# Photo of my Jotul Oslo in action, plus my woodpile



## JotulOslo (Oct 14, 2006)

Some time ago the folks here helped me with installing my Jotul Oslo, and I should have posted a picture of my installation in appreciation for all the suggestions.  The problem is that I didn't have a digital camera until today, so I wasn't able to get any evidence.  I stopped by Staples and picked up a Nikon Coolpix L4 for $119.00, along with an HP photo printer that you get for free after the rebate.  So, now I have the capability, here is a picture of the stove in action this afternoon, along with my woodpile. 

The blue tarp covered portion is wood we gathered about this time last year, and is more than ready to go.  Prior to moving most of the right hand side there are 40 feet of wood 4 feet deep and four feet high.  No wet bits in this pile, which is built on concrete blocks holding up pallets to allow circulation and reduce the prospect of infestation of crawly things.  The uncovered pile is wood we hauled the weekend before last.  We're going out tomorrow for a number of additional loads.  I'd like to get six cords this year to burn next year.

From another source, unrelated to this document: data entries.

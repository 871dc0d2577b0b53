//! HTTP client for the Cricbuzz API.

use std::time::Duration;

use log::{error, info};
use reqwest::{
    header::{HeaderMap, HeaderValue, ACCEPT},
    Client, StatusCode,
};
use serde_json::{json, Value};

use super::endpoints::Endpoint;
use crate::{
    config::Config,
    error::{CricError, Result},
};


const REQUEST_TIMEOUT: Duration = Duration::from_secs(30);

/// Why a fetch did not produce data.
#[derive(Debug, Clone, PartialEq, Eq)]
pub struct FetchFailure {
    pub label: String,
    /// HTTP status when the server answered, `None` for transport errors.
    pub status: Option<u16>,
    pub reason: String,
}

/// Result of a single API request.
///
/// A successful response whose body holds no data is still `Success`; only
/// transport errors, non-2xx statuses and undecodable bodies are `Failed`.
#[derive(Debug, Clone)]
pub enum FetchOutcome {
    Success(Value),
    Failed(FetchFailure),
}

impl FetchOutcome {
    #[cfg(test)]
    pub(crate) fn is_success(&self) -> bool {
        matches!(self, FetchOutcome::Success(_))
    }

    /// The response body, or an empty JSON object if the fetch failed.
    pub fn or_empty(self) -> Value {
        match self {
            FetchOutcome::Success(v) => v,
            FetchOutcome::Failed(_) => json!({}),
        }
    }

    /// The response body, or [`CricError::Fetch`] if the fetch failed.
    pub fn into_result(self) -> Result<Value> {
        match self {
            FetchOutcome::Success(v) => Ok(v),
            FetchOutcome::Failed(f) => Err(CricError::Fetch {
                label: f.label,
                reason: f.reason,
            }),
        }
    }
}

/// Authenticated Cricbuzz client.
pub struct ApiClient {
    http: Client,
    base_url: String,
    headers: HeaderMap,
}

impl ApiClient {
    pub fn new(base_url: &str, api_key: &str, api_host: &str) -> Result<Self> {
        let http = Client::builder()
            .user_agent(concat!("cricbuzz-stats/", env!("CARGO_PKG_VERSION")))
            .timeout(REQUEST_TIMEOUT)
            .build()?;

        Ok(Self {
            http,
            base_url: base_url.trim_end_matches('/').to_string(),
            headers: auth_headers(api_key, api_host)?,
        })
    }

    pub fn from_config(config: &Config) -> Result<Self> {
        Self::new(&config.base_url, config.require_api_key()?, &config.api_host)
    }

    /// GET an endpoint and decode its JSON body. Never returns an error;
    /// failures are logged and reported as [`FetchOutcome::Failed`].
    pub async fn fetch(&self, endpoint: &Endpoint) -> FetchOutcome {
        let label = endpoint.label();
        let url = format!("{}{}", self.base_url, endpoint.path());

        let response = match self
            .http
            .get(&url)
            .headers(self.headers.clone())
            .query(&endpoint.query())
            .send()
            .await
        {
            Ok(r) => r,
            Err(e) => return failed(label, None, e.to_string()),
        };

        let status = response.status();
        if status == StatusCode::NO_CONTENT {
            info!("Fetched {} (no content)", label);
            return FetchOutcome::Success(json!({}));
        }
        if !status.is_success() {
            return failed(label, Some(status.as_u16()), format!("HTTP {}", status));
        }

        match response.json::<Value>().await {
            Ok(body) => {
                info!("Fetched {}", label);
                FetchOutcome::Success(body)
            }
            Err(e) => failed(label, Some(status.as_u16()), e.to_string()),
        }
    }
}

fn failed(label: String, status: Option<u16>, reason: String) -> FetchOutcome {
    error!("Error fetching {}: {}", label, reason);
    FetchOutcome::Failed(FetchFailure {
        label,
        status,
        reason,
    })
}

/// The two RapidAPI headers plus `Accept: application/json`.
pub fn auth_headers(api_key: &str, api_host: &str) -> Result<HeaderMap> {
    let mut h = HeaderMap::new();
    h.insert(ACCEPT, HeaderValue::from_static("application/json"));
    h.insert("X-RapidAPI-Key", HeaderValue::from_str(api_key)?);
    h.insert("X-RapidAPI-Host", HeaderValue::from_str(api_host)?);
    Ok(h)
}
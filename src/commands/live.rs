//! `live`: current matches straight from the API.
//!
//! Nothing here touches the store. A failed fetch is shown as an empty feed.

use crate::{
    cli::types::MatchId,
    cricbuzz::{types::MatchListResponse, ApiClient, Endpoint},
    output::render_objects,
    Result,
};
use log::warn;
use serde_json::Value;
use std::io::Write;

pub async fn handle_live(
    client: &ApiClient,
    match_id: Option<MatchId>,
    out: &mut impl Write,
) -> Result<()> {
    match match_id {
        Some(id) => show_match(client, id, out).await,
        None => list_live(client, out).await,
    }
}

async fn list_live(client: &ApiClient, out: &mut impl Write) -> Result<()> {
    let body = client.fetch(&Endpoint::LiveMatches).await.or_empty();
    let feed: MatchListResponse = serde_json::from_value(body).unwrap_or_else(|e| {
        warn!("Ignoring malformed live feed: {}", e);
        MatchListResponse::default()
    });

    let entries = feed.entries();
    if entries.is_empty() {
        writeln!(out, "No live matches.")?;
        return Ok(());
    }

    for entry in entries {
        let info = &entry.match_info;
        write!(
            out,
            "{}  {}: {}",
            info.match_id,
            info.series_name.as_deref().unwrap_or("Unknown series"),
            info.match_desc.as_deref().unwrap_or("")
        )?;
        if let Some(status) = &info.status {
            write!(out, "  ({})", status)?;
        }
        writeln!(out)?;
    }
    Ok(())
}

async fn show_match(client: &ApiClient, match_id: MatchId, out: &mut impl Write) -> Result<()> {
    let details = client.fetch(&Endpoint::MatchDetails(match_id)).await.or_empty();

    let header = details
        .pointer("/header/matchHeader/matchDesc")
        .and_then(Value::as_str)
        .unwrap_or("");
    let scores = details
        .pointer("/scoreCard/teamScores")
        .and_then(Value::as_array)
        .map(Vec::as_slice)
        .unwrap_or(&[]);

    if header.is_empty() && scores.is_empty() {
        writeln!(out, "No details for match {}.", match_id)?;
        return Ok(());
    }

    writeln!(out, "{}", header)?;
    for score in scores {
        writeln!(out)?;
        writeln!(
            out,
            "{}",
            score.get("inningsName").and_then(Value::as_str).unwrap_or("")
        )?;
        for side in ["batting", "bowling"] {
            if let Some(rows) = score.get(side).and_then(Value::as_array) {
                write!(out, "{}", render_objects(rows))?;
            }
        }
    }
    Ok(())
}
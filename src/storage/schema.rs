//! Database schema and connection management

use super::functions::register_functions;
use crate::error::Result;
use rusqlite::Connection;
use std::fmt;
use std::path::Path;

/// Tables owned by the store, in the order ingestion fills them.
#[derive(Debug, Clone, Copy, PartialEq, Eq, Hash)]
pub enum Table {
    Series,
    Teams,
    Venues,
    Matches,
    Players,
    BattingStats,
    BowlingStats,
}

impl Table {
    pub const ALL: [Table; 7] = [
        Table::Series,
        Table::Teams,
        Table::Venues,
        Table::Matches,
        Table::Players,
        Table::BattingStats,
        Table::BowlingStats,
    ];

    pub fn name(&self) -> &'static str {
        match self {
            Table::Series => "series",
            Table::Teams => "teams",
            Table::Venues => "venues",
            Table::Matches => "matches",
            Table::Players => "players",
            Table::BattingStats => "batting_stats",
            Table::BowlingStats => "bowling_stats",
        }
    }
}

impl fmt::Display for Table {
    fn fmt(&self, f: &mut fmt::Formatter<'_>) -> fmt::Result {
        f.write_str(self.name())
    }
}

const SCHEMA: &str = "
CREATE TABLE IF NOT EXISTS series (
    series_id INTEGER PRIMARY KEY,
    series_name TEXT NOT NULL,
    host_country TEXT,
    match_type TEXT,
    start_date TEXT,
    total_matches INTEGER
);

CREATE TABLE IF NOT EXISTS teams (
    team_id INTEGER PRIMARY KEY,
    team_name TEXT NOT NULL,
    country TEXT
);

CREATE TABLE IF NOT EXISTS venues (
    venue_id INTEGER PRIMARY KEY,
    venue_name TEXT NOT NULL,
    city TEXT,
    country TEXT,
    capacity INTEGER NOT NULL DEFAULT 0
);

CREATE TABLE IF NOT EXISTS matches (
    match_id INTEGER PRIMARY KEY,
    series_id INTEGER,
    match_description TEXT,
    team_a_id INTEGER NOT NULL REFERENCES teams(team_id),
    team_b_id INTEGER NOT NULL REFERENCES teams(team_id),
    match_date TEXT,
    venue_id INTEGER NOT NULL REFERENCES venues(venue_id),
    winning_team_id INTEGER REFERENCES teams(team_id),
    victory_margin_type TEXT,
    victory_margin INTEGER,
    toss_winner_team_id INTEGER REFERENCES teams(team_id),
    toss_decision TEXT,
    CHECK (team_a_id <> team_b_id)
);

CREATE TABLE IF NOT EXISTS players (
    player_id INTEGER PRIMARY KEY,
    player_name TEXT NOT NULL,
    team_id INTEGER REFERENCES teams(team_id),
    role TEXT,
    batting_style TEXT,
    bowling_style TEXT
);

CREATE TABLE IF NOT EXISTS batting_stats (
    match_id INTEGER NOT NULL REFERENCES matches(match_id),
    player_id INTEGER NOT NULL REFERENCES players(player_id),
    team_id INTEGER REFERENCES teams(team_id),
    innings_number INTEGER NOT NULL,
    runs_scored INTEGER NOT NULL DEFAULT 0,
    balls_faced INTEGER NOT NULL DEFAULT 0,
    batting_position INTEGER NOT NULL DEFAULT 0,
    is_out INTEGER NOT NULL DEFAULT 1,
    PRIMARY KEY (match_id, player_id, innings_number)
);

CREATE TABLE IF NOT EXISTS bowling_stats (
    match_id INTEGER NOT NULL REFERENCES matches(match_id),
    player_id INTEGER NOT NULL REFERENCES players(player_id),
    team_id INTEGER REFERENCES teams(team_id),
    overs_bowled REAL NOT NULL DEFAULT 0,
    runs_conceded INTEGER NOT NULL DEFAULT 0,
    wickets_taken INTEGER NOT NULL DEFAULT 0,
    maidens INTEGER NOT NULL DEFAULT 0,
    PRIMARY KEY (match_id, player_id)
);

CREATE INDEX IF NOT EXISTS idx_matches_date ON matches(match_date);
CREATE INDEX IF NOT EXISTS idx_players_team ON players(team_id);
CREATE INDEX IF NOT EXISTS idx_batting_player ON batting_stats(player_id);
CREATE INDEX IF NOT EXISTS idx_bowling_player ON bowling_stats(player_id);
";

/// Connection to the cricket analytics database.
///
/// Every write batch runs in its own transaction; see `queries`.
pub struct CricketDatabase {
    pub(crate) conn: Connection,
}

impl CricketDatabase {
    /// Open (or create) the database file and ensure tables exist
    pub fn open(path: &Path) -> Result<Self> {
        if let Some(parent) = path.parent() {
            if !parent.as_os_str().is_empty() {
                std::fs::create_dir_all(parent)?;
            }
        }

        Self::from_connection(Connection::open(path)?)
    }

    /// Create an in-memory database (for testing)
    pub fn new_in_memory() -> Result<Self> {
        Self::from_connection(Connection::open_in_memory()?)
    }

    fn from_connection(conn: Connection) -> Result<Self> {
        conn.execute_batch("PRAGMA foreign_keys = ON;")?;
        register_functions(&conn)?;

        let mut db = Self { conn };
        db.initialize_schema()?;
        Ok(db)
    }

    pub(crate) fn initialize_schema(&mut self) -> Result<()> {
        self.conn.execute_batch(SCHEMA)?;
        Ok(())
    }
}
//! Type-safe wrappers and enums for cricket data.

pub mod format;
pub mod ids;
pub mod role;

pub use format::{MatchFormat, TossDecision};
pub use ids::{MatchId, PlayerId, SeriesId, TeamId, VenueId};
pub use role::PlayerRole;
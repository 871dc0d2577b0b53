//! `players`: manual player maintenance.
//!
//! Database failures (an unknown team, a duplicate id, a player that still
//! has stats) are reported on the output and do not fail the command.

use crate::{
    cli::types::PlayerId,
    error::CricError,
    output::render_table,
    storage::{CricketDatabase, Player, PlayerUpdate},
    Result,
};
use std::io::Write;

pub fn handle_players_list(db: &CricketDatabase, out: &mut impl Write) -> Result<()> {
    let players = db.list_players(None)?;
    if players.is_empty() {
        writeln!(out, "No players in DB yet.")?;
        return Ok(());
    }

    let columns = ["player_id", "player_name", "role", "team_name"].map(String::from);
    let rows: Vec<Vec<String>> = players
        .into_iter()
        .map(|p| {
            vec![
                p.player_id.to_string(),
                p.player_name,
                p.role.unwrap_or_default(),
                p.team_name.unwrap_or_default(),
            ]
        })
        .collect();
    write!(out, "{}", render_table(&columns, &rows))?;
    Ok(())
}

/// Returns the new id, or `None` when the store refused the row.
pub fn handle_players_add(
    db: &mut CricketDatabase,
    player: &Player,
    out: &mut impl Write,
) -> Result<Option<PlayerId>> {
    match db.add_player(player) {
        Ok(id) => {
            writeln!(out, "Added player: {} (id {})", player.player_name, id)?;
            Ok(Some(id))
        }
        Err(CricError::Database(e)) => {
            writeln!(out, "Failed to add: {}", e)?;
            Ok(None)
        }
        Err(e) => Err(e),
    }
}

pub fn handle_players_update(
    db: &mut CricketDatabase,
    player_id: PlayerId,
    update: &PlayerUpdate,
    out: &mut impl Write,
) -> Result<bool> {
    if update.is_empty() {
        writeln!(out, "Nothing to update for player {}", player_id)?;
        return Ok(false);
    }

    match db.update_player(player_id, update) {
        Ok(true) => {
            writeln!(out, "Updated player {}", player_id)?;
            Ok(true)
        }
        Ok(false) => {
            writeln!(out, "No player with id {}", player_id)?;
            Ok(false)
        }
        Err(CricError::Database(e)) => {
            writeln!(out, "Failed to update: {}", e)?;
            Ok(false)
        }
        Err(e) => Err(e),
    }
}

pub fn handle_players_delete(
    db: &mut CricketDatabase,
    player_id: PlayerId,
    out: &mut impl Write,
) -> Result<bool> {
    match db.delete_player(player_id) {
        Ok(true) => {
            writeln!(out, "Deleted player {}", player_id)?;
            Ok(true)
        }
        Ok(false) => {
            writeln!(out, "No player with id {}", player_id)?;
            Ok(false)
        }
        Err(CricError::Database(e)) => {
            writeln!(out, "Failed to delete: {}", e)?;
            Ok(false)
        }
        Err(e) => Err(e),
    }
}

Right now it is 45 F out, and about 80 F in.

JotulOslo


----------



## RoosterBoy (Oct 14, 2006)

that stove is humming along real nice thanks for sharing the pictures. do you use that pot on your stove to boil water. you can buy pine drops and add that to the water to give your house a nice pine smell 

Jason


----------



## JotulOslo (Oct 14, 2006)

Jason,
My girlfriend and I boil it to keep the humidity up.  Sometimes she puts potpourri in it.  I'll try the pine drops.
I really like this stove.  When I cools down and I can get the camera in behind it I will take pictures of the block off plate I fabricated.

JotulOslo


----------



## RoosterBoy (Oct 14, 2006)

i look forward to seeing it. also did you split all that wood with a mull? i remember when i got my first digital camera last year man did it feel good not to having to go to the camera shop to get my film developed,

and the colors on my digital where so much better id never use film again. enjoy that nice camera of yours.


Jason


----------



## JotulOslo (Oct 14, 2006)

Jason,
The wood was split with a hydraulic splitter.  My friend's dad has one, and we load it up in the bed of my Toyata Pickup.  When we get to my house, the splitter stays in the bed, the ram is tilted vertically, and away we go!  I cut all the wood first, and then do all the splitting so I only use the splitter for a weekend.

Works slick.


----------



## Roospike (Oct 14, 2006)

Jotul said:
			
		

> Jason,
> The wood was split with a hydraulic splitter. My friend's dad has one, and we load it up in the bed of my Toyata Pickup. When we get to my house, the splitter stays in the bed, the ram is tilted vertically, and away we go! I cut all the wood first, and then do all the splitting so I only use the splitter for a weekend.
> 
> Works slick.


Hey , Splitter set to vertical in the back of a pick up truck ............ I think your on to something ! Awesome . 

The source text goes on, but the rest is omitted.